Friday, May 25, 2012

Giving Please Release Me a new meaning

This weekend some 125 million viewers will be settling in for the finals of the Eurovision Song Contest being held in Baku, Azerbaijan.  It’s the best way to get away from it all as this madly kitsch event seems to be in a fairyland of its own.

But in brief moment of political reality, opposition activists demonstrated today against the regime outside the Azeri Public Television and Radio Broadcasting Company, the host broadcaster for the Eurovision Song Contest. As they demanded the release of political prisoners, their protest was quickly disrupted by police who bundled some 35 campaigners into vans and buses.

The host country’s ruling mafia has sought desperately to repress controversy.  And the BBC’s choice of safe-as-houses old favourite Engelbert Humperdinck as the British entry seemed to bolster the non-controversial atmosphere. But some a number of incidents have reflected political tensions around the world:

  •     Spain’s entry Pastora Soler was asked to throw her performance because if she won Spain would have to host next year’s edition. She has told Spanish radio that:  "I think it is not the moment, neither for Spain nor for Spanish public to win Eurovision. If we won, I think it would be impossible to stage the next edition because it costs so much money.
  •      Ukraine’s entry Gaitana was attacked by the racist Freedom Party as not representing her country. Gaitana has a Congolese father and Ukrainian mother. Freedom Party leader Yuri Syrotyuk made the racist comment that "the vision of Ukraine as a country located somewhere in remote Africa will take root." The singer, who sees herself as a product of the fusion of two cultures said: "I'm so ashamed of this unpleasant incident, because Ukraine is a democratic country, where kind and hospitable people live.”
  •    Armenia, considered the host nation’s arch-enemy is not competing because it fears for the safety of its contestants.
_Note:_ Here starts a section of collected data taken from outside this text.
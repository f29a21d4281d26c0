//! Streaming XML record reader.
//!
//! Pulls events from any [`BufRead`] with `quick_xml` and yields one owned
//! [`Element`] per record boundary. Only the subtree of the record being
//! read is materialized; everything outside a record is tracked by name only
//! so that tag balance can be checked.
//!
//! # Example
//! ```ignore
//! use xml2csv::parser::{RecordReader, RecordSelector};
//!
//! let xml = "<Items><Item><A>1</A></Item><Item><A>2</A></Item></Items>";
//! let reader = RecordReader::new(xml.as_bytes(), RecordSelector::tag("Item"));
//! assert_eq!(reader.count(), 2);
//! ```

pub mod preview;

use quick_xml::errors::SyntaxError;
use quick_xml::events::{BytesStart, Event};
use quick_xml::Reader;
use std::io::BufRead;

use crate::error::{ParseError, ParseResult};
use crate::models::{normalize_text, Element};

pub use preview::{preview_reader, Preview};

/// Default maximum element nesting depth.
pub const DEFAULT_MAX_DEPTH: usize = 512;

/// Which elements are records.
#[derive(Debug, Clone, PartialEq, Eq)]
pub enum RecordSelector {
    /// Outermost elements whose tag equals this name.
    Tag(String),
    /// The first element to complete that has attributes or children.
    /// Yields at most one record.
    FirstStructured,
}

impl RecordSelector {
    pub fn tag(name: impl Into<String>) -> Self {
        Self::Tag(name.into())
    }

    /// `Tag` when a name is given, `FirstStructured` otherwise.
    pub fn from_option(tag: Option<&str>) -> Self {
        match tag {
            Some(t) => Self::tag(t),
            None => Self::FirstStructured,
        }
    }
}

/// Element under construction.
#[derive(Debug)]
struct ElementBuilder {
    tag: String,
    attributes: Vec<(String, String)>,
    text: String,
    children: Vec<Element>,
}

impl ElementBuilder {
    fn new(tag: String, attributes: Vec<(String, String)>) -> Self {
        Self {
            tag,
            attributes,
            text: String::new(),
            children: Vec::new(),
        }
    }

    fn finish(self) -> Element {
        Element {
            tag: self.tag,
            attributes: self.attributes,
            text: normalize_text(&self.text),
            children: self.children,
        }
    }
}

/// Owned copy of the event data we act on, so the event buffer can be
/// released before the event is handled.
enum ParsedEvent {
    Start { name: String, attrs: Vec<(String, String)> },
    Empty { name: String, attrs: Vec<(String, String)> },
    End { name: String },
    Text(String),
    Eof,
    Skip,
}

/// Iterator over the records of an XML document.
///
/// Yields `Ok(Element)` per completed record. The first error ends the
/// iteration.
pub struct RecordReader<R: BufRead> {
    reader: Reader<R>,
    selector: RecordSelector,
    buf: Vec<u8>,
    /// Names of every open element, root first.
    open: Vec<String>,
    /// Builders for the open elements that belong to the current record
    /// (tag mode), or for every open element (first-structured mode).
    building: Vec<ElementBuilder>,
    max_depth: usize,
    records: usize,
    finished: bool,
}

impl<R: BufRead> RecordReader<R> {
    pub fn new(input: R, selector: RecordSelector) -> Self {
        let mut reader = Reader::from_reader(input);
        let config = reader.config_mut();
        config.trim_text(false);
        // Tag balance is checked here so errors carry record context.
        config.check_end_names = false;

        Self {
            reader,
            selector,
            buf: Vec::with_capacity(8192),
            open: Vec::new(),
            building: Vec::new(),
            max_depth: DEFAULT_MAX_DEPTH,
            records: 0,
            finished: false,
        }
    }

    pub fn with_max_depth(mut self, max_depth: usize) -> Self {
        self.max_depth = max_depth.max(1);
        self
    }

    /// Records yielded so far.
    pub fn records_read(&self) -> usize {
        self.records
    }

    /// Bytes consumed from the input so far.
    pub fn position(&self) -> u64 {
        self.reader.buffer_position() as u64
    }

    /// Give back the underlying reader.
    pub fn into_inner(self) -> R {
        self.reader.into_inner()
    }

    fn capturing(&self) -> bool {
        match self.selector {
            RecordSelector::Tag(_) => !self.building.is_empty(),
            RecordSelector::FirstStructured => true,
        }
    }

    fn read_event(&mut self) -> ParseResult<ParsedEvent> {
        self.buf.clear();
        let offset = Self::position(self);
        let record = self.records;

        let event = self.reader.read_event_into(&mut self.buf).map_err(|e| match e {
            quick_xml::Error::Io(source) => ParseError::Io {
                offset,
                record,
                source: std::io::Error::new(source.kind(), source.to_string()),
            },
            quick_xml::Error::Syntax(syntax) if !matches!(syntax, SyntaxError::InvalidBangMarkup) => {
                ParseError::UnclosedMarkup {
                    offset,
                    record,
                    message: syntax.to_string(),
                }
            }
            other => ParseError::Xml {
                offset,
                record,
                message: other.to_string(),
            },
        })?;

        let parsed = match event {
            Event::Start(ref e) => ParsedEvent::Start {
                name: element_name(e, offset, record)?,
                attrs: extract_attrs(e, offset, record)?,
            },
            Event::Empty(ref e) => ParsedEvent::Empty {
                name: element_name(e, offset, record)?,
                attrs: extract_attrs(e, offset, record)?,
            },
            Event::End(ref e) => ParsedEvent::End {
                name: std::str::from_utf8(e.name().as_ref())
                    .map_err(|_| ParseError::Utf8 { offset, record })?
                    .to_string(),
            },
            Event::Text(ref e) => {
                let text = e.unescape().map_err(|err| ParseError::Xml {
                    offset,
                    record,
                    message: err.to_string(),
                })?;
                ParsedEvent::Text(text.into_owned())
            }
            Event::CData(ref e) => {
                let text = std::str::from_utf8(e).map_err(|_| ParseError::Utf8 { offset, record })?;
                ParsedEvent::Text(text.to_string())
            }
            Event::Eof => ParsedEvent::Eof,
            _ => ParsedEvent::Skip,
        };

        Ok(parsed)
    }

    fn handle_start(&mut self, name: String, attrs: Vec<(String, String)>) -> ParseResult<()> {
        if self.open.len() >= self.max_depth {
            return Err(ParseError::DepthExceeded {
                offset: Self::position(self),
                record: self.records,
                max_depth: self.max_depth,
            });
        }

        let starts_record = match &self.selector {
            RecordSelector::Tag(tag) => self.building.is_empty() && *tag == name,
            RecordSelector::FirstStructured => true,
        };

        if starts_record || self.capturing() {
            self.building.push(ElementBuilder::new(name.clone(), attrs));
        }
        self.open.push(name);
        Ok(())
    }

    /// Close the innermost element. Returns a record when one completes.
    fn handle_end(&mut self, name: &str) -> ParseResult<Option<Element>> {
        match self.open.last() {
            None => {
                return Err(ParseError::UnexpectedEndTag {
                    offset: Self::position(self),
                    record: self.records,
                    found: name.to_string(),
                })
            }
            Some(expected) if expected != name => {
                return Err(ParseError::MismatchedEndTag {
                    offset: Self::position(self),
                    record: self.records,
                    expected: expected.clone(),
                    found: name.to_string(),
                })
            }
            Some(_) => {}
        }

        let capturing = self.capturing();
        self.open.pop();
        if !capturing {
            return Ok(None);
        }

        let Some(builder) = self.building.pop() else {
            return Ok(None);
        };
        let element = builder.finish();

        let completes_record = match self.selector {
            RecordSelector::Tag(_) => self.building.is_empty(),
            RecordSelector::FirstStructured => element.is_structured(),
        };

        if completes_record {
            return Ok(Some(element));
        }

        if let Some(parent) = self.building.last_mut() {
            parent.children.push(element);
        }
        Ok(None)
    }

    fn handle_text(&mut self, text: &str) {
        if !self.capturing() {
            return;
        }
        if let Some(current) = self.building.last_mut() {
            current.text.push_str(text);
        }
    }

    fn next_record(&mut self) -> ParseResult<Option<Element>> {
        loop {
            match self.read_event()? {
                ParsedEvent::Start { name, attrs } => self.handle_start(name, attrs)?,
                ParsedEvent::Empty { name, attrs } => {
                    self.handle_start(name.clone(), attrs)?;
                    if let Some(record) = self.handle_end(&name)? {
                        return Ok(Some(record));
                    }
                }
                ParsedEvent::End { name } => {
                    if let Some(record) = self.handle_end(&name)? {
                        return Ok(Some(record));
                    }
                }
                ParsedEvent::Text(text) => self.handle_text(&text),
                ParsedEvent::Skip => {}
                ParsedEvent::Eof => {
                    if let Some(innermost) = self.open.last() {
                        return Err(ParseError::UnclosedElements {
                            offset: Self::position(self),
                            record: self.records,
                            open: self.open.len(),
                            innermost: innermost.clone(),
                        });
                    }
                    return Ok(None);
                }
            }
        }
    }
}

impl<R: BufRead> Iterator for RecordReader<R> {
    type Item = ParseResult<Element>;

    fn next(&mut self) -> Option<Self::Item> {
        if self.finished {
            return None;
        }

        match self.next_record() {
            Ok(Some(element)) => {
                self.records += 1;
                if self.selector == RecordSelector::FirstStructured {
                    self.finished = true;
                    self.building.clear();
                }
                Some(Ok(element))
            }
            Ok(None) => {
                self.finished = true;
                None
            }
            Err(e) => {
                self.finished = true;
                self.building.clear();
                Some(Err(e))
            }
        }
    }
}

fn element_name(e: &BytesStart<'_>, offset: u64, record: usize) -> ParseResult<String> {
    std::str::from_utf8(e.name().as_ref())
        .map(str::to_string)
        .map_err(|_| ParseError::Utf8 { offset, record })
}

/// Attributes as owned `(name, unescaped value)` pairs.
fn extract_attrs(e: &BytesStart<'_>, offset: u64, record: usize) -> ParseResult<Vec<(String, String)>> {
    let mut attrs = Vec::new();
    for attr in e.attributes() {
        let attr = attr.map_err(|err| ParseError::Xml {
            offset,
            record,
            message: err.to_string(),
        })?;
        let key = std::str::from_utf8(attr.key.as_ref())
            .map_err(|_| ParseError::Utf8 { offset, record })?
            .to_string();
        let value = attr
            .unescape_value()
            .map_err(|err| ParseError::Xml {
                offset,
                record,
                message: err.to_string(),
            })?
            .into_owned();
        attrs.push((key, value));
    }
    Ok(attrs)
}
The Armenian Eurovision act was censored on Azeri television last time around. Any Azerbaijani citizen who voted for them found that their mobile numbers became part of a criminal investigation as they were hauled in for questioning by Interior Ministry police.
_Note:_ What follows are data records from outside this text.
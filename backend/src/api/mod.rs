//! HTTP API module.
//!
//! This module provides the HTTP server and API types for the xml2csv backend.

pub mod logs;
pub mod server;
pub mod types;

pub use logs::*;
pub use server::{router, serve, start_server, AppState};
pub use types::*;
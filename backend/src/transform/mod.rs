//! Transformation module.
//!
//! This module turns parsed records into CSV rows:
//! - Flatten: Element subtree to one flat row
//! - Headers: Column union and column plans
//! - Pipeline: Conversion runs, cancellation and progress

pub mod flatten;
pub mod headers;
pub mod pipeline;

pub use flatten::{flatten, flatten_record, ATTRIBUTE_MARKER, PATH_SEPARATOR};
pub use headers::{project, Column, ColumnPlan, HeaderSet};
pub use pipeline::*;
But the most serious controversy over this year’s competition is whether it can used by Azerbaijan’s ruling family, the Aliyev’s, to provide credibility for their tyrannical misrule and plunder. The corrupt dynasty has been in power for some 43 years, President Ilhan Aliyev being appointed by his father Heydar as the sole presidential candidate in 2003. The Aliyev family has used the country’s extraordinary oil wealth – it produces some 100m barrels of oil per day – to live in vast luxury while most of the country’s citizens live in squalor.
BBC Panorama journalist Paul Kenyon visited Azerbaijan on a tourist visa. Although under constant surveillance, his excellent film, Eurovision's Dirty Secret, anyone who stands up against it, such as opposition leader Ali Karimli, and journalists Emin Husynov and Khadija Ishamilova
Kenyon’s film is a shocking account of a regime which seeks to eliminate even the semblance of resistance and spares nothing in persecuting any opponent. One singer, Jamal, was beaten, held for 10 days in prison where he was tortured merely for swear words. He was that if he did not leave the country before the Eurovision competition, he would be re-arrested. A video blogger who held a mock press conference wearing a donkey outfit was arrested and held for 17 months in jail.
When Paul Kenyon confronted Engelbert Humperdinck inside the BBC’s studio offering him a t-shirt depicting a prisoner with the words “Please release me”, The singer’s minders tried to spirit him away, saying he had a plane to catch.
Meanwhile critics of the Aliyev government receive little or no support from the West because the US and Israel want Azerbaijan’s support against Iran and for their occupation in Afghanistan. So the Eurovision show must go on, however many journalists, bloggers and singers are locked up in Azeri jails.